The variables x1 to xt represent all the words in the input sentence. The variables h0 to ht represent the words that come prior to the input words (h0 is the word that comes before x1, h1 is the word that comes before x2, etc). Lastly, y1 to yt represents the predicted next words.

In the context of predicting the next word of a sentence, we must remember that we cannot directly use strings to represent our words for our input data. In this case, we would need to go through a process called __embedding__. Embedding is a technique used to represent words, phrases, or even entire sentences as continuous vectors in a dense space. A vector in the context of Computer Science can be thought of as a Python list that stores numbers. There are several models like Word2Vec, GloVe, and FastText that are trained on massive corpora (e.g., the entire Wikipedia) to generate word embeddings. These models can capture semantic relationships between words because of the vast amount of data they are trained on.

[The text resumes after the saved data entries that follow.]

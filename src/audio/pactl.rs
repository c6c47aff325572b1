//! PulseAudio backend driven through the `pactl` command line.
//!
//! Listings use `pactl --format=json`, so pactl 16 or newer is required.
//! Lookups by index are answered by listing and picking the index.

use std::process::Stdio;
use std::rc::Rc;

use anyhow::{Context, Result, bail};
use async_trait::async_trait;
use serde::de::DeserializeOwned;
use serde::{Deserialize, Deserializer};
use serde_json::Value;
use tokio::process::Command;
use tokio::sync::watch;

use super::props::PropertySet;
use super::server::{
    AudioServer, ConnectionState, DeviceKind, DeviceRecord, Enumeration, ModuleRecord,
    StreamKind, StreamRecord,
};

/// pactl's marker for "no index".
const INVALID_INDEX: u64 = u32::MAX as u64;

#[derive(Debug, Clone)]
struct Pactl {
    program: String,
    server: Option<String>,
    client_name: String,
}

impl Pactl {
    /// 子进程执行（tokio::process，异步非阻塞）
    async fn run(&self, args: &[&str]) -> Result<String> {
        let mut command = Command::new(&self.program);
        command.arg(format!("--client-name={}", self.client_name));
        if let Some(server) = &self.server {
            command.arg(format!("--server={}", server));
        }
        log::debug!("Executing {} {}", self.program, args.join(" "));

        let output = command
            .args(args)
            .stdin(Stdio::null())
            .stdout(Stdio::piped())
            .stderr(Stdio::piped())
            .output()
            .await
            .with_context(|| format!("Failed to spawn {}", self.program))?;

        if output.status.success() {
            Ok(String::from_utf8_lossy(&output.stdout).to_string())
        } else {
            let err_str = String::from_utf8_lossy(&output.stderr);
            bail!("{} {} failed: {}", self.program, args.join(" "), err_str.trim())
        }
    }

    async fn list<T: DeserializeOwned>(&self, what: &str) -> Result<Vec<T>> {
        let json = self.run(&["--format=json", "list", what]).await?;
        parse_listing(&json).with_context(|| format!("Failed to parse pactl {} listing", what))
    }

    async fn devices(&self, kind: DeviceKind) -> Result<Vec<DeviceRecord>> {
        let what = match kind {
            DeviceKind::Card => "cards",
            DeviceKind::Source => "sources",
            DeviceKind::Sink => "sinks",
        };
        let devices: Vec<PactlDevice> = self.list(what).await?;
        Ok(devices.into_iter().map(DeviceRecord::from).collect())
    }

    async fn streams(&self, kind: StreamKind) -> Result<Vec<StreamRecord>> {
        let what = match kind {
            StreamKind::SinkInput => "sink-inputs",
            StreamKind::SourceOutput => "source-outputs",
        };
        let streams: Vec<PactlStream> = self.list(what).await?;
        Ok(streams.into_iter().filter_map(PactlStream::into_record).collect())
    }
}

fn parse_listing<T: DeserializeOwned>(json: &str) -> Result<Vec<T>> {
    let json = json.trim();
    // pactl prints nothing at all for some empty listings.
    if json.is_empty() {
        return Ok(Vec::new());
    }
    Ok(serde_json::from_str(json)?)
}

/// Accepts a number, a numeric string, an empty string or null.
fn optional_index<'de, D>(deserializer: D) -> Result<Option<u32>, D::Error>
where
    D: Deserializer<'de>,
{
    let value = Value::deserialize(deserializer)?;
    let index = match &value {
        Value::Number(n) => n.as_u64(),
        Value::String(s) => s.trim().parse::<u64>().ok(),
        _ => None,
    };
    Ok(index
        .filter(|&i| i < INVALID_INDEX)
        .map(|i| i as u32))
}

#[derive(Debug, Deserialize)]
struct PactlDevice {
    index: u32,
    name: String,
    #[serde(default)]
    properties: PropertySet,
}

impl From<PactlDevice> for DeviceRecord {
    fn from(device: PactlDevice) -> Self {
        DeviceRecord {
            index: device.index,
            name: device.name,
            properties: device.properties,
        }
    }
}

#[derive(Debug, Deserialize)]
struct PactlStream {
    index: u32,
    #[serde(default, deserialize_with = "optional_index")]
    owner_module: Option<u32>,
    #[serde(default, deserialize_with = "optional_index")]
    sink: Option<u32>,
    #[serde(default, deserialize_with = "optional_index")]
    source: Option<u32>,
    #[serde(default)]
    properties: PropertySet,
}

impl PactlStream {
    fn into_record(self) -> Option<StreamRecord> {
        let Some(device) = self.sink.or(self.source) else {
            log::debug!("Stream {} is not attached to a device", self.index);
            return None;
        };
        let name = self
            .properties
            .get("media.name")
            .or_else(|| self.properties.get("application.name"))
            .unwrap_or_default()
            .to_string();
        Some(StreamRecord {
            index: self.index,
            name,
            owner_module: self.owner_module,
            device,
        })
    }
}

#[derive(Debug, Deserialize)]
struct PactlModule {
    index: u32,
    name: String,
}

pub struct PactlServer {
    pactl: Rc<Pactl>,
    state: Rc<watch::Sender<ConnectionState>>,
}

impl PactlServer {
    pub fn new(program: &str, server: Option<&str>, client_name: &str) -> Self {
        let (state, _) = watch::channel(ConnectionState::Unconnected);
        Self {
            pactl: Rc::new(Pactl {
                program: program.to_string(),
                server: server.map(str::to_string),
                client_name: client_name.to_string(),
            }),
            state: Rc::new(state),
        }
    }

    fn enumerate<T, F, Fut>(&self, fetch: F) -> Enumeration<T>
    where
        T: 'static,
        F: FnOnce(Rc<Pactl>) -> Fut + 'static,
        Fut: std::future::Future<Output = Result<Vec<T>>> + 'static,
    {
        let (sender, enumeration) = Enumeration::channel();
        let pactl = self.pactl.clone();
        tokio::task::spawn_local(async move {
            sender.finish(fetch(pactl).await);
        });
        enumeration
    }
}

#[async_trait(?Send)]
impl AudioServer for PactlServer {
    fn connect(&self) -> Result<()> {
        self.state.send_replace(ConnectionState::Connecting);
        let pactl = self.pactl.clone();
        let state = self.state.clone();
        tokio::task::spawn_local(async move {
            state.send_replace(ConnectionState::Authorizing);
            match pactl.run(&["info"]).await {
                Ok(info) => {
                    state.send_replace(ConnectionState::SettingName);
                    if let Some(line) = info.lines().find(|l| l.starts_with("Server Name:")) {
                        log::info!("Connected to audio server ({})", line.trim());
                    }
                    state.send_replace(ConnectionState::Ready);
                }
                Err(e) => {
                    log::error!("{:#}", e);
                    state.send_replace(ConnectionState::Failed);
                }
            }
        });
        Ok(())
    }

    fn state(&self) -> watch::Receiver<ConnectionState> {
        self.state.subscribe()
    }

    fn list_devices(&self, kind: DeviceKind) -> Enumeration<DeviceRecord> {
        self.enumerate(move |pactl| async move { pactl.devices(kind).await })
    }

    fn list_streams(&self, kind: StreamKind) -> Enumeration<StreamRecord> {
        self.enumerate(move |pactl| async move { pactl.streams(kind).await })
    }

    async fn device_by_index(&self, kind: DeviceKind, index: u32) -> Result<Option<DeviceRecord>> {
        let devices = self.pactl.devices(kind).await?;
        Ok(devices.into_iter().find(|d| d.index == index))
    }

    async fn module_by_index(&self, index: u32) -> Result<Option<ModuleRecord>> {
        let modules: Vec<PactlModule> = self.pactl.list("modules").await?;
        Ok(modules
            .into_iter()
            .find(|m| m.index == index)
            .map(|m| ModuleRecord { index: m.index, name: m.name }))
    }

    async fn load_module(&self, name: &str, args: &str) -> Result<u32> {
        let stdout = self.pactl.run(&["load-module", name, args]).await?;
        stdout
            .trim()
            .parse()
            .with_context(|| format!("Unexpected load-module output '{}'", stdout.trim()))
    }

    async fn unload_module(&self, index: u32) -> Result<()> {
        self.pactl.run(&["unload-module", &index.to_string()]).await?;
        Ok(())
    }
}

We could also use a simpler technique such as __One-hot Encoding__. One-hot Encoding involves using a vector filled with 0s. The length of the vector would be based on the amount of words. Our current input word would have a 1 in place of the 0. The 0 that we would replace is based on the sequence of the words. If we had 3 words in our sentence, we would have a vector initially like so: [0, 0, 0]. Once our RNN meets the first input word, the first 0 would become 1 to denote that that is the word we are using. This would occur for every future word we are trying to predict off of.

![image-4.png](attachment:image-4.png)

### Hidden State

As stated earlier, the __hidden state__, often denoted as ℎ (like our h variable from the previous image), is a vector that carries information from previous steps of the sequence being processed. 

At the very beginning (i.e., before processing the first item in a sequence), the hidden state is typically initialized to zeros or some predefined value. As each item in the sequence is processed, the hidden state gets updated. Let's consider an RNN processing a sequence item-by-item.

For each item, the RNN takes in the current item and the hidden state from the previous step. The network combines these inputs, processes them (using a set of weights and typically a non-linear activation function), and then produces an updated hidden state for the next step and the "output" for the current step (e.g., a prediction). As the RNN processes more items in the sequence, the hidden state keeps getting updated, carrying forward information from previous steps. This mechanism allows the RNN to have a form of memory. When processing the nth item in a sequence, the hidden state holds information not just about the (n-1)th item, but also about items before that, albeit with diminishing influence as we go further back.

The hidden state in recurrent neural networks (RNNs) is a bit abstract and can be difficult to describe in precise terms, but it plays a pivotal role in the function of the network.

### Forward Pass

Now that we know how RNNs work on the surface level, let's connect what we learned to better understand the overall flow of information in an RNN! 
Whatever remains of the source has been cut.